Work order: Find every line in the records below that holds the word "Mutex", and copy it out.

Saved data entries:
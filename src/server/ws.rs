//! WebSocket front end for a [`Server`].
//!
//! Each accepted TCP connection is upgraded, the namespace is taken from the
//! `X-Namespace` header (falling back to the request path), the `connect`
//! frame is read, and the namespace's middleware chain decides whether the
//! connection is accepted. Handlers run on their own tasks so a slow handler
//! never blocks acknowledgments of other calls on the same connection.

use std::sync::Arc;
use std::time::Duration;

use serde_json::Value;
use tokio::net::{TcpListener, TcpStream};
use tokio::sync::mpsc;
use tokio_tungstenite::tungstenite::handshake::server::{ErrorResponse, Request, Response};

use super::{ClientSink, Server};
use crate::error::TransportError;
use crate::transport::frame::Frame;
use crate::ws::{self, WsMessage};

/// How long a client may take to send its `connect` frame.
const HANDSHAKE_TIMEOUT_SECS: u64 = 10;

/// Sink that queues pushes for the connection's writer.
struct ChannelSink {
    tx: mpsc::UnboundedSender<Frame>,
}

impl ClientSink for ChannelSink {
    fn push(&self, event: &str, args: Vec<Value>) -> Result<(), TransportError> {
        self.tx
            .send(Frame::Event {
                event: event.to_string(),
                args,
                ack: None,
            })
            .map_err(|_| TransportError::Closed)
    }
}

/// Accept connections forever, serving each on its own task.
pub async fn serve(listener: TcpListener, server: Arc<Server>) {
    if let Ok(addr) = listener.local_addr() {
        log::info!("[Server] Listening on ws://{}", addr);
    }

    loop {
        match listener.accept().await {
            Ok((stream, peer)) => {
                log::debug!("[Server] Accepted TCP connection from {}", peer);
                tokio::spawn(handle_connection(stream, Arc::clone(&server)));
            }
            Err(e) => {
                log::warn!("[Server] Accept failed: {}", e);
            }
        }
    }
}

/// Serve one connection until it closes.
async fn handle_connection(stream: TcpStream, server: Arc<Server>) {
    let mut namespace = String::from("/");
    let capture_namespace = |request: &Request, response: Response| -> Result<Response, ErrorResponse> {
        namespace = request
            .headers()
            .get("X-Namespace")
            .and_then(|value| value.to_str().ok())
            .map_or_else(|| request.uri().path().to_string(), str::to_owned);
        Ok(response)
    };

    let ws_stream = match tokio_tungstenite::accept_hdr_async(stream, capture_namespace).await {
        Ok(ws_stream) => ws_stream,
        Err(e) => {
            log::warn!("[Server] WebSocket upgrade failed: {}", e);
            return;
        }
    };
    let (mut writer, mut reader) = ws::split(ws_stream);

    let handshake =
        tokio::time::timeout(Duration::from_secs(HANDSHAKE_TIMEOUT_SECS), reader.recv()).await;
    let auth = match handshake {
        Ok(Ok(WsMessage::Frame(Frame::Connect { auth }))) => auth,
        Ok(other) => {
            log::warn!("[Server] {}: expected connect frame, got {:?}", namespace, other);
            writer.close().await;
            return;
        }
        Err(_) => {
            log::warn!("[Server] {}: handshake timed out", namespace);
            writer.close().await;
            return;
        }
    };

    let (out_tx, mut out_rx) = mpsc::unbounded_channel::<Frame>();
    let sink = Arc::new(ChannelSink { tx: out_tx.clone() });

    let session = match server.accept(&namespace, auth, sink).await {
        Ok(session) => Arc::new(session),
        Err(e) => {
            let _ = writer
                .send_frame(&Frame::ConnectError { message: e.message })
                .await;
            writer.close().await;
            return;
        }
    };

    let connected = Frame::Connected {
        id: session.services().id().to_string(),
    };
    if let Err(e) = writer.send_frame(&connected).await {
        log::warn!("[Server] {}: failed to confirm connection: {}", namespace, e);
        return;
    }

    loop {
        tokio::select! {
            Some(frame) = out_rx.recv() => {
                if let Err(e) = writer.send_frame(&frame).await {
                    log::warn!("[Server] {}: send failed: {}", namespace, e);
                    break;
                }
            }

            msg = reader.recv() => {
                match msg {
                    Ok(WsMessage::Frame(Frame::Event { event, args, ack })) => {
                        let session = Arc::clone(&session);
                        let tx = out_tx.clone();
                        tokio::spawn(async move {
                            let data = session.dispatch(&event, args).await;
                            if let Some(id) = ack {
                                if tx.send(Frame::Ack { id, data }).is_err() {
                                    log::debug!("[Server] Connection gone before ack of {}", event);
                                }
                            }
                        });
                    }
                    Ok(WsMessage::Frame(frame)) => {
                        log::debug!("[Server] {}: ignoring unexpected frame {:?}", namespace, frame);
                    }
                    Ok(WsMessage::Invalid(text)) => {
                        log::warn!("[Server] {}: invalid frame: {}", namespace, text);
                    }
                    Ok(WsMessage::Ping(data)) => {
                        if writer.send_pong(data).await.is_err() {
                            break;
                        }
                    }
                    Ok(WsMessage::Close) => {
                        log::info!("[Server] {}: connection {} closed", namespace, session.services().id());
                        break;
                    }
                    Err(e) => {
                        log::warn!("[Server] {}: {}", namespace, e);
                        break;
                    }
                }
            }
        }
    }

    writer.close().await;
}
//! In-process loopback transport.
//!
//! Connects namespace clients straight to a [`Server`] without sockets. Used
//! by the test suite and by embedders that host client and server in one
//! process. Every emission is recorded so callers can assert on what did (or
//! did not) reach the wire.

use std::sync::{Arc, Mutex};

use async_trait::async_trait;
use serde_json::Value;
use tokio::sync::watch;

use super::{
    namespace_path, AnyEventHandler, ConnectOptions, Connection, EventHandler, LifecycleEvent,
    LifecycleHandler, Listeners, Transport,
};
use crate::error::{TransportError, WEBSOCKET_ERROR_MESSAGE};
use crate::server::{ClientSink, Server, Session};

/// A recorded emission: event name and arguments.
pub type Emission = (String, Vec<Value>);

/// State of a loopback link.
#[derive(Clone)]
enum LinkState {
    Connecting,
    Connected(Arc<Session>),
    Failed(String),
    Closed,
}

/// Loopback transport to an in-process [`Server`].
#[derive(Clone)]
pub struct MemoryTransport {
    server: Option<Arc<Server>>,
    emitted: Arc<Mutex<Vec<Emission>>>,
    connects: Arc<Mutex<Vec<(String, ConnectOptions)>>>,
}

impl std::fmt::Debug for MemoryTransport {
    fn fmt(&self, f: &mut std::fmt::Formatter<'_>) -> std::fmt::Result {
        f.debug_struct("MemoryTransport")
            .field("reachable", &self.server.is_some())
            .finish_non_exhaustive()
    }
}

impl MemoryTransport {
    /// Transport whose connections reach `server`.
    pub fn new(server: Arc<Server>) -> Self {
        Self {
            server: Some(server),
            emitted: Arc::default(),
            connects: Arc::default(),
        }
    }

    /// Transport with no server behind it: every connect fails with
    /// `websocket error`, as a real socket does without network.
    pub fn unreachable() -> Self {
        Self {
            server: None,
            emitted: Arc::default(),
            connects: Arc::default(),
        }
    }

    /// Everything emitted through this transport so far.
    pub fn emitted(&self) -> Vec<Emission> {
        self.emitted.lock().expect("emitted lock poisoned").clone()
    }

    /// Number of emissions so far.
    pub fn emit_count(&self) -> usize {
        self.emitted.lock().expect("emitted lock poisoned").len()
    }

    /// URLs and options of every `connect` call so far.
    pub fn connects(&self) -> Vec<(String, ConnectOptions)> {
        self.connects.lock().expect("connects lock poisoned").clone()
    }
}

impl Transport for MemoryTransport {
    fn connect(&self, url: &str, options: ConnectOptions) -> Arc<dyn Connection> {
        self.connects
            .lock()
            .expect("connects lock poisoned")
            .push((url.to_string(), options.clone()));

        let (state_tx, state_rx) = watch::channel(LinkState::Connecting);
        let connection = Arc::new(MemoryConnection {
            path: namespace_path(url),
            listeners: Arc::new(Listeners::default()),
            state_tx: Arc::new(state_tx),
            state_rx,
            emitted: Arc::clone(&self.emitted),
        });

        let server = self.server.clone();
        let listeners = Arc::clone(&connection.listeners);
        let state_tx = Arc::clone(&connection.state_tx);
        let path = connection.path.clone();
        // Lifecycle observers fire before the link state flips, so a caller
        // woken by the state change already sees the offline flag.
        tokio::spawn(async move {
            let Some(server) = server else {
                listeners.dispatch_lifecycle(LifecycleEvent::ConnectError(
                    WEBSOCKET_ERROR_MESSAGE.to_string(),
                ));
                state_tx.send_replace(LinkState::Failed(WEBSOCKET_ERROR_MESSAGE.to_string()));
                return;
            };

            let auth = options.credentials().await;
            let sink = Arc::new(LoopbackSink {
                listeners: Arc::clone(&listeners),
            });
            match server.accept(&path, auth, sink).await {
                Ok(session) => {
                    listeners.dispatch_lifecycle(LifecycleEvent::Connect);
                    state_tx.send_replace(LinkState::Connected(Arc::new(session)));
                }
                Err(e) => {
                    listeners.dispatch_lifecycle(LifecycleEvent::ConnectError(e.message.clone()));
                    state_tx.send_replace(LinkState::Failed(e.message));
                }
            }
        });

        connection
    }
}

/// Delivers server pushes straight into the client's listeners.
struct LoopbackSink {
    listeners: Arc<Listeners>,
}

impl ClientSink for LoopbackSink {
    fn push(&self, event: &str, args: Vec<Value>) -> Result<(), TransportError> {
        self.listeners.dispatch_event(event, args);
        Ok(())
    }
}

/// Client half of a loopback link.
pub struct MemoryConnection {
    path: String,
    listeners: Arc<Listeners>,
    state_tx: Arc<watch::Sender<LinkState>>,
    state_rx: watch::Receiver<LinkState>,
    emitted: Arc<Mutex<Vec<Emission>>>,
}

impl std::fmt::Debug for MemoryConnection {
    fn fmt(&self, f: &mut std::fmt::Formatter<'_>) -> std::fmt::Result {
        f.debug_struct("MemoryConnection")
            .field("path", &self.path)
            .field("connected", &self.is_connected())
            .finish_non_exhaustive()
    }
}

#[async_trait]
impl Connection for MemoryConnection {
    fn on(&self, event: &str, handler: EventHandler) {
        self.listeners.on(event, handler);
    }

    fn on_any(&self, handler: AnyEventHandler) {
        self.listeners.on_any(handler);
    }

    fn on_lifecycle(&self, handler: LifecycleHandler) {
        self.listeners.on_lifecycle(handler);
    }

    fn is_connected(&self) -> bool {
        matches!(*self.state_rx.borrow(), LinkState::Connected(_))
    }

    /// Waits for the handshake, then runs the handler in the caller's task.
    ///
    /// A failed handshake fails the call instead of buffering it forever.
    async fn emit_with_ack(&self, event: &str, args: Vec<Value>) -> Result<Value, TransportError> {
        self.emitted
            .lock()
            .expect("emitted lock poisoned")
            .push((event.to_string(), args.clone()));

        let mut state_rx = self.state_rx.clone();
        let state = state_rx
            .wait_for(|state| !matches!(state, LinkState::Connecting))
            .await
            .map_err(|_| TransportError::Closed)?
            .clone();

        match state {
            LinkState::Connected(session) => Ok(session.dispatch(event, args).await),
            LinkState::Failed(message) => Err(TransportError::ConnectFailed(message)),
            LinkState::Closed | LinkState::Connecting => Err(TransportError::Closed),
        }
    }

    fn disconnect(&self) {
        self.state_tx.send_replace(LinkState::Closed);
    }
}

Result for this task:
use std::sync::{Arc, Mutex};
    emitted: Arc<Mutex<Vec<Emission>>>,
    connects: Arc<Mutex<Vec<(String, ConnectOptions)>>>,
    emitted: Arc<Mutex<Vec<Emission>>>,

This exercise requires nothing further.